→ What to produce: Whatever appears in the listing must be reproduced exactly.

→ Materials provided:
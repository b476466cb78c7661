//! Atomically swappable holder for the active logger.

use arc_swap::ArcSwapOption;
use logfacade_config::LoggerConfig;
use logfacade_infra::{BackendRegistry, BackendSelector, ConstructionError, build_logger};
use logfacade_ports::{Fields, LogRecord, LogValue, LoggerPort};
use std::fmt;
use std::sync::Arc;

/// Panic message for forwarding through an empty slot.
pub const UNINITIALIZED_MESSAGE: &str = "logfacade used before initialize";

// `ArcSwapOption` needs a sized pointee.
struct Installed {
    logger: Arc<dyn LoggerPort>,
}

/// Holds at most one logger and forwards calls to it.
///
/// Installing is a single atomic pointer publish: a concurrent caller sees
/// either the previous logger or the new one, never a partial state. Loggers
/// obtained earlier (via [`current`](Self::current) or `with_fields`) keep
/// working after a swap.
pub struct LoggerSlot {
    current: ArcSwapOption<Installed>,
}

impl LoggerSlot {
    /// An empty slot; usable in a `static`.
    #[must_use]
    pub const fn new() -> Self {
        Self {
            current: ArcSwapOption::const_empty(),
        }
    }

    /// Publish `logger`, returning the one it replaced.
    pub fn install(&self, logger: Arc<dyn LoggerPort>) -> Option<Arc<dyn LoggerPort>> {
        let previous = self.current.swap(Some(Arc::new(Installed { logger })));
        tracing::debug!(replaced = previous.is_some(), "installed logger");
        previous.map(|installed| Arc::clone(&installed.logger))
    }

    /// Build a logger with the built-in backends and install it.
    ///
    /// On error the slot is left as it was.
    pub fn initialize(
        &self,
        config: &LoggerConfig,
        selector: BackendSelector,
    ) -> Result<(), ConstructionError> {
        let logger = build_logger(config, selector)?;
        self.install(logger);
        Ok(())
    }

    /// Like [`initialize`](Self::initialize) with a caller-supplied registry.
    pub fn initialize_with(
        &self,
        registry: &BackendRegistry,
        config: &LoggerConfig,
        selector: BackendSelector,
    ) -> Result<(), ConstructionError> {
        let logger = registry.construct(config, selector)?;
        self.install(logger);
        Ok(())
    }

    /// Snapshot of the installed logger.
    pub fn current(&self) -> Option<Arc<dyn LoggerPort>> {
        self.current
            .load()
            .as_ref()
            .map(|installed| Arc::clone(&installed.logger))
    }

    /// Whether a logger is installed.
    pub fn is_initialized(&self) -> bool {
        self.current.load().is_some()
    }

    /// The installed logger.
    ///
    /// # Panics
    ///
    /// Panics with [`UNINITIALIZED_MESSAGE`] when the slot is empty.
    #[track_caller]
    pub fn logger(&self) -> Arc<dyn LoggerPort> {
        match self.current() {
            Some(logger) => logger,
            None => uninitialized(),
        }
    }

    #[track_caller]
    fn forward(&self, call: impl FnOnce(&dyn LoggerPort)) {
        let guard = self.current.load();
        match guard.as_ref() {
            Some(installed) => call(installed.logger.as_ref()),
            None => uninitialized(),
        }
    }

    /// Forward a prepared record.
    #[track_caller]
    pub fn log(&self, record: LogRecord) {
        self.forward(|logger| logger.log(record));
    }

    /// Forward to [`LoggerPort::debug`].
    #[track_caller]
    pub fn debug(&self, values: &[LogValue]) {
        self.forward(|logger| logger.debug(values));
    }

    /// Forward to [`LoggerPort::info`].
    #[track_caller]
    pub fn info(&self, values: &[LogValue]) {
        self.forward(|logger| logger.info(values));
    }

    /// Forward to [`LoggerPort::warn`].
    #[track_caller]
    pub fn warn(&self, values: &[LogValue]) {
        self.forward(|logger| logger.warn(values));
    }

    /// Forward to [`LoggerPort::error`].
    #[track_caller]
    pub fn error(&self, values: &[LogValue]) {
        self.forward(|logger| logger.error(values));
    }

    /// Forward to [`LoggerPort::fatal`]; exits the process.
    #[track_caller]
    pub fn fatal(&self, values: &[LogValue]) -> ! {
        self.logger().fatal(values)
    }

    /// Forward to [`LoggerPort::panic`]; unwinds with `LogPanic`.
    #[track_caller]
    pub fn panic(&self, values: &[LogValue]) -> ! {
        self.logger().panic(values)
    }

    /// Forward to [`LoggerPort::debugf`].
    #[track_caller]
    pub fn debugf(&self, args: fmt::Arguments<'_>) {
        self.forward(|logger| logger.debugf(args));
    }

    /// Forward to [`LoggerPort::infof`].
    #[track_caller]
    pub fn infof(&self, args: fmt::Arguments<'_>) {
        self.forward(|logger| logger.infof(args));
    }

    /// Forward to [`LoggerPort::warnf`].
    #[track_caller]
    pub fn warnf(&self, args: fmt::Arguments<'_>) {
        self.forward(|logger| logger.warnf(args));
    }

    /// Forward to [`LoggerPort::errorf`].
    #[track_caller]
    pub fn errorf(&self, args: fmt::Arguments<'_>) {
        self.forward(|logger| logger.errorf(args));
    }

    /// Forward to [`LoggerPort::fatalf`]; exits the process.
    #[track_caller]
    pub fn fatalf(&self, args: fmt::Arguments<'_>) -> ! {
        self.logger().fatalf(args)
    }

    /// Forward to [`LoggerPort::panicf`]; unwinds with `LogPanic`.
    #[track_caller]
    pub fn panicf(&self, args: fmt::Arguments<'_>) -> ! {
        self.logger().panicf(args)
    }

    /// Derive a detached logger from the installed one.
    ///
    /// The result keeps its backend even if the slot is re-initialized.
    #[track_caller]
    pub fn with_fields(&self, fields: Fields) -> Box<dyn LoggerPort> {
        self.logger().with_fields(fields)
    }

    /// Flush the installed logger.
    #[track_caller]
    pub fn flush(&self) {
        self.forward(|logger| logger.flush());
    }
}

impl Default for LoggerSlot {
    fn default() -> Self {
        Self::new()
    }
}

impl fmt::Debug for LoggerSlot {
    fn fmt(&self, formatter: &mut fmt::Formatter<'_>) -> fmt::Result {
        formatter
            .debug_struct("LoggerSlot")
            .field("initialized", &self.is_initialized())
            .finish()
    }
}

#[cold]
#[track_caller]
fn uninitialized() -> ! {
    std::panic::panic_any(UNINITIALIZED_MESSAGE)
}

→ Answer for this exercise:
repository b476466cb78c7661
//! Atomically swappable holder for the active logger.

use arc_swap::ArcSwapOption;
use logfacade_config::LoggerConfig;
use logfacade_infra::{BackendRegistry, BackendSelector, ConstructionError, build_logger};
use logfacade_ports::{Fields, LogRecord, LogValue, LoggerPort};
use std::fmt;
use std::sync::Arc;

/// Panic message for forwarding through an empty slot.
pub const UNINITIALIZED_MESSAGE: &str = "logfacade used before initialize";

// `ArcSwapOption` needs a sized pointee.
struct Installed {
    logger: Arc<dyn LoggerPort>,
}

/// Holds at most one logger and forwards calls to it.
///
/// Installing is a single atomic pointer publish: a concurrent caller sees
/// either the previous logger or the new one, never a partial state. Loggers
/// obtained earlier (via [`current`](Self::current) or `with_fields`) keep
/// working after a swap.
pub struct LoggerSlot {
    current: ArcSwapOption<Installed>,
}

impl LoggerSlot {
    /// An empty slot; usable in a `static`.
    #[must_use]
    pub const fn new() -> Self {
        Self {
            current: ArcSwapOption::const_empty(),
        }
    }

    /// Publish `logger`, returning the one it replaced.
    pub fn install(&self, logger: Arc<dyn LoggerPort>) -> Option<Arc<dyn LoggerPort>> {
        let previous = self.current.swap(Some(Arc::new(Installed { logger })));
        tracing::debug!(replaced = previous.is_some(), "installed logger");
        previous.map(|installed| Arc::clone(&installed.logger))
    }

    /// Build a logger with the built-in backends and install it.
    ///
    /// On error the slot is left as it was.
    pub fn initialize(
        &self,
        config: &LoggerConfig,
        selector: BackendSelector,
    ) -> Result<(), ConstructionError> {
        let logger = build_logger(config, selector)?;
        self.install(logger);
        Ok(())
    }

    /// Like [`initialize`](Self::initialize) with a caller-supplied registry.
    pub fn initialize_with(
        &self,
        registry: &BackendRegistry,
        config: &LoggerConfig,
        selector: BackendSelector,
    ) -> Result<(), ConstructionError> {
        let logger = registry.construct(config, selector)?;
        self.install(logger);
        Ok(())
    }

    /// Snapshot of the installed logger.
    pub fn current(&self) -> Option<Arc<dyn LoggerPort>> {
        self.current
            .load()
            .as_ref()
            .map(|installed| Arc::clone(&installed.logger))
    }

    /// Whether a logger is installed.
    pub fn is_initialized(&self) -> bool {
        self.current.load().is_some()
    }

    /// The installed logger.
    ///
    /// # Panics
    ///
    /// Panics with [`UNINITIALIZED_MESSAGE`] when the slot is empty.
    #[track_caller]
    pub fn logger(&self) -> Arc<dyn LoggerPort> {
        match self.current() {
            Some(logger) => logger,
            None => uninitialized(),
        }
    }

    #[track_caller]
    fn forward(&self, call: impl FnOnce(&dyn LoggerPort)) {
        let guard = self.current.load();
        match guard.as_ref() {
            Some(installed) => call(installed.logger.as_ref()),
            None => uninitialized(),
        }
    }

    /// Forward a prepared record.
    #[track_caller]
    pub fn log(&self, record: LogRecord) {
        self.forward(|logger| logger.log(record));
    }

    /// Forward to [`LoggerPort::debug`].
    #[track_caller]
    pub fn debug(&self, values: &[LogValue]) {
        self.forward(|logger| logger.debug(values));
    }

    /// Forward to [`LoggerPort::info`].
    #[track_caller]
    pub fn info(&self, values: &[LogValue]) {
        self.forward(|logger| logger.info(values));
    }

    /// Forward to [`LoggerPort::warn`].
    #[track_caller]
    pub fn warn(&self, values: &[LogValue]) {
        self.forward(|logger| logger.warn(values));
    }

    /// Forward to [`LoggerPort::error`].
    #[track_caller]
    pub fn error(&self, values: &[LogValue]) {
        self.forward(|logger| logger.error(values));
    }

    /// Forward to [`LoggerPort::fatal`]; exits the process.
    #[track_caller]
    pub fn fatal(&self, values: &[LogValue]) -> ! {
        self.logger().fatal(values)
    }

    /// Forward to [`LoggerPort::panic`]; unwinds with `LogPanic`.
    #[track_caller]
    pub fn panic(&self, values: &[LogValue]) -> ! {
        self.logger().panic(values)
    }

    /// Forward to [`LoggerPort::debugf`].
    #[track_caller]
    pub fn debugf(&self, args: fmt::Arguments<'_>) {
        self.forward(|logger| logger.debugf(args));
    }

    /// Forward to [`LoggerPort::infof`].
    #[track_caller]
    pub fn infof(&self, args: fmt::Arguments<'_>) {
        self.forward(|logger| logger.infof(args));
    }

    /// Forward to [`LoggerPort::warnf`].
    #[track_caller]
    pub fn warnf(&self, args: fmt::Arguments<'_>) {
        self.forward(|logger| logger.warnf(args));
    }

    /// Forward to [`LoggerPort::errorf`].
    #[track_caller]
    pub fn errorf(&self, args: fmt::Arguments<'_>) {
        self.forward(|logger| logger.errorf(args));
    }

    /// Forward to [`LoggerPort::fatalf`]; exits the process.
    #[track_caller]
    pub fn fatalf(&self, args: fmt::Arguments<'_>) -> ! {
        self.logger().fatalf(args)
    }

    /// Forward to [`LoggerPort::panicf`]; unwinds with `LogPanic`.
    #[track_caller]
    pub fn panicf(&self, args: fmt::Arguments<'_>) -> ! {
        self.logger().panicf(args)
    }

    /// Derive a detached logger from the installed one.
    ///
    /// The result keeps its backend even if the slot is re-initialized.
    #[track_caller]
    pub fn with_fields(&self, fields: Fields) -> Box<dyn LoggerPort> {
        self.logger().with_fields(fields)
    }

    /// Flush the installed logger.
    #[track_caller]
    pub fn flush(&self) {
        self.forward(|logger| logger.flush());
    }
}

impl Default for LoggerSlot {
    fn default() -> Self {
        Self::new()
    }
}

impl fmt::Debug for LoggerSlot {
    fn fmt(&self, formatter: &mut fmt::Formatter<'_>) -> fmt::Result {
        formatter
            .debug_struct("LoggerSlot")
            .field("initialized", &self.is_initialized())
            .finish()
    }
}

#[cold]
#[track_caller]
fn uninitialized() -> ! {
    std::panic::panic_any(UNINITIALIZED_MESSAGE)
}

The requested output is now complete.